Bilan

Des filons à investir améliorer le taux d’intégration dans l’industrie automobile

L’industrie automobile peut tabler sur les atouts qui ont fait son succès. Le financement, la formation, la visibilité et l’accompagnement politique, éléments clés pour séduire de nouveaux investisseurs.

La filière automobile est un fleuron de l’industrie nationale. Au fil des années, elle s’est adjugée une place de référence dans le paysage économique national, au point de devenir le premier exportateur devant des secteurs historiques et stratégiques à l’image des phosphates, des produits agricoles ou du textile. L’activité s’est inscrite dans une forte dynamique de développement, aidée en cela par les mesures d’accompagnement initiées par l’Etat et aussi l’émergence d’un environnement d’affaires très attractif. En dépit des contraintes liées à la pandémie, le secteur a réalisé un chiffre d’affaires de 72,18 milliards de DH en 2020.

Entre 2014 et septembre 2021, il a pu créer plus de 180.761 emplois. Actuellement, sa capacité de production atteint 700.000 véhicules par an. «Les objectifs initiaux du Plan d’accélération industrielle (PAI), soit la création de 90.000 emplois et la production annuelle de 600.000 véhicules, ont été dépassés. Nous ne devons pas ce succès au hasard !», a souligné dernièrement Ryad Mezzour, ministre du Commerce et de l’Industrie.

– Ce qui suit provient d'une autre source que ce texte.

//! Partition key derivation from a module path.

/// Key for resources declared outside any module.
pub const ROOT_KEY: &str = "root";
/// Key for resources whose path names no module boundary.
pub const MISC_KEY: &str = "misc";

const MODULE_TOKEN: &str = "module";

/// Derive the group key for a module path.
///
/// Paths embed module boundaries as `module.<name>`. The name following the
/// first such boundary wins; nested modules are folded into their top-level
/// module. A `module` segment with nothing after it does not count.
pub fn key_of(module_path: Option<&str>) -> String {
	let Some(path) = module_path.filter(|p| !p.is_empty()) else {
		return ROOT_KEY.to_string();
	};

	let mut segments = path.split('.').peekable();
	while let Some(segment) = segments.next() {
		if segment != MODULE_TOKEN {
			continue;
		}
		if let Some(name) = segments.peek().filter(|s| !s.is_empty()) {
			return name.to_string();
		}
	}
	MISC_KEY.to_string()
}

#[cfg(test)]
mod tests {
	use proptest::prelude::*;
	use rstest::rstest;

	use super::*;

	#[rstest]
	#[case(None, "root")]
	#[case(Some(""), "root")]
	#[case(Some("foo.module.vpc.bar"), "vpc")]
	#[case(Some("module.eks"), "eks")]
	#[case(Some("foo.bar"), "misc")]
	#[case(Some("a.module.x.module.y"), "x")]
	#[case(Some("a.module"), "misc")]
	#[case(Some("module..module.db"), "db")]
	#[case(Some("modules.vpc"), "misc")]
	fn derives_key(#[case] path: Option<&str>, #[case] expected: &str) {
		assert_eq!(key_of(path), expected);
	}

	#[test]
	fn adjacent_module_tokens_take_the_second_as_name() {
		// "module" followed by "module": the follower is a non-empty segment.
		assert_eq!(key_of(Some("module.module.x")), "module");
	}

	proptest! {
		#[test]
		fn first_module_boundary_wins(
			prefix in "[a-z_]{1,8}(\\.[a-z_]{1,8}){0,3}",
			name in "[a-z0-9_-]{1,12}",
			rest in "(\\.module\\.[a-z]{1,6}){0,2}"
		) {
			prop_assume!(!prefix.split('.').any(|s| s == MODULE_TOKEN));
			let path = format!("{prefix}.module.{name}{rest}");
			prop_assert_eq!(key_of(Some(&path)), name);
		}

		#[test]
		fn paths_without_module_token_are_misc(path in "[a-z]{1,8}(\\.[a-z]{1,8}){0,4}") {
			prop_assume!(!path.split('.').any(|s| s == MODULE_TOKEN));
			prop_assert_eq!(key_of(Some(&path)), MISC_KEY);
		}
	}
}
//! Client entrypoint for the CSR build.

// Bin target reuses lib deps, silence noisy lint.
#![allow(unused_crate_dependencies)]

use leptos::prelude::*;
use tfmap_graph::{App, init_logging};

fn main() {
	init_logging();

	mount_to_body(|| {
		view! { <App /> }
	})
}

Lors d’une rencontre avec l’Association marocaine de l’industrie et de la construction automobile (Amica), il a affirmé que «cet essor, nous le devons à l’excellence de la production nationale et aux écosystèmes mis en place ayant fait du ‘made in Morocco’ une référence internationale. Notre plateforme industrielle automobile exporte vers plus de 74 pays dans le monde, avec un taux d’intégration locale de 60%», a-t-il ajouté. Force est de reconnaître que les perspectives d’avenir pour augmenter le taux d’intégration sont très prometteuses, car plusieurs filières sont encore peu ou pas investies. Il y a quelques années, personne ne pouvait imaginer que le Royaume pouvait intégrer le top ten en termes de volume des véhicules produits. Au niveau de la compétitivité, le Maroc est troisième derrière la Chine et l’Inde. Ces atouts sont un ingrédient nécessaire pour permettre à l’industrie automobile nationale de hisser son niveau d’excellence.

«Il faut capitaliser sur les éléments ayant permis au secteur de se forger la place qu’il occupe actuellement, notamment sa stabilité politique, la proximité géographique du pays avec les donneurs d’ordre, les coûts des facteurs de production compétitifs, un effort en matière de promotion de la filière à l’international et un environnement de l’entreprise adéquat. L’activité industrielle est capitalistique et les investisseurs ont besoin de visibilité pour le long terme», souligne Youssef Idrissi, professeur d’économie industrielle. «Le Maroc a intérêt à investir de nouvelles filières à forte valeur ajoutée tant sur le plan technique que sur le plan économique afin de hisser le niveau de l’activité. A cet égard, il faut encourager la recherche et développement et soutenir la formation de pointe des ressources humaines pour répondre aux besoins des équipementiers», explique Idrissi.

Il est utile de préciser que la plupart des équipementiers automobiles au Maroc sont des filiales de multinationales étrangères. Ces entreprises sont créées parfois en partenariat avec des opérateurs marocains, mais la présence de capitaux locaux laisse beaucoup à désirer comparativement à d’autres pays.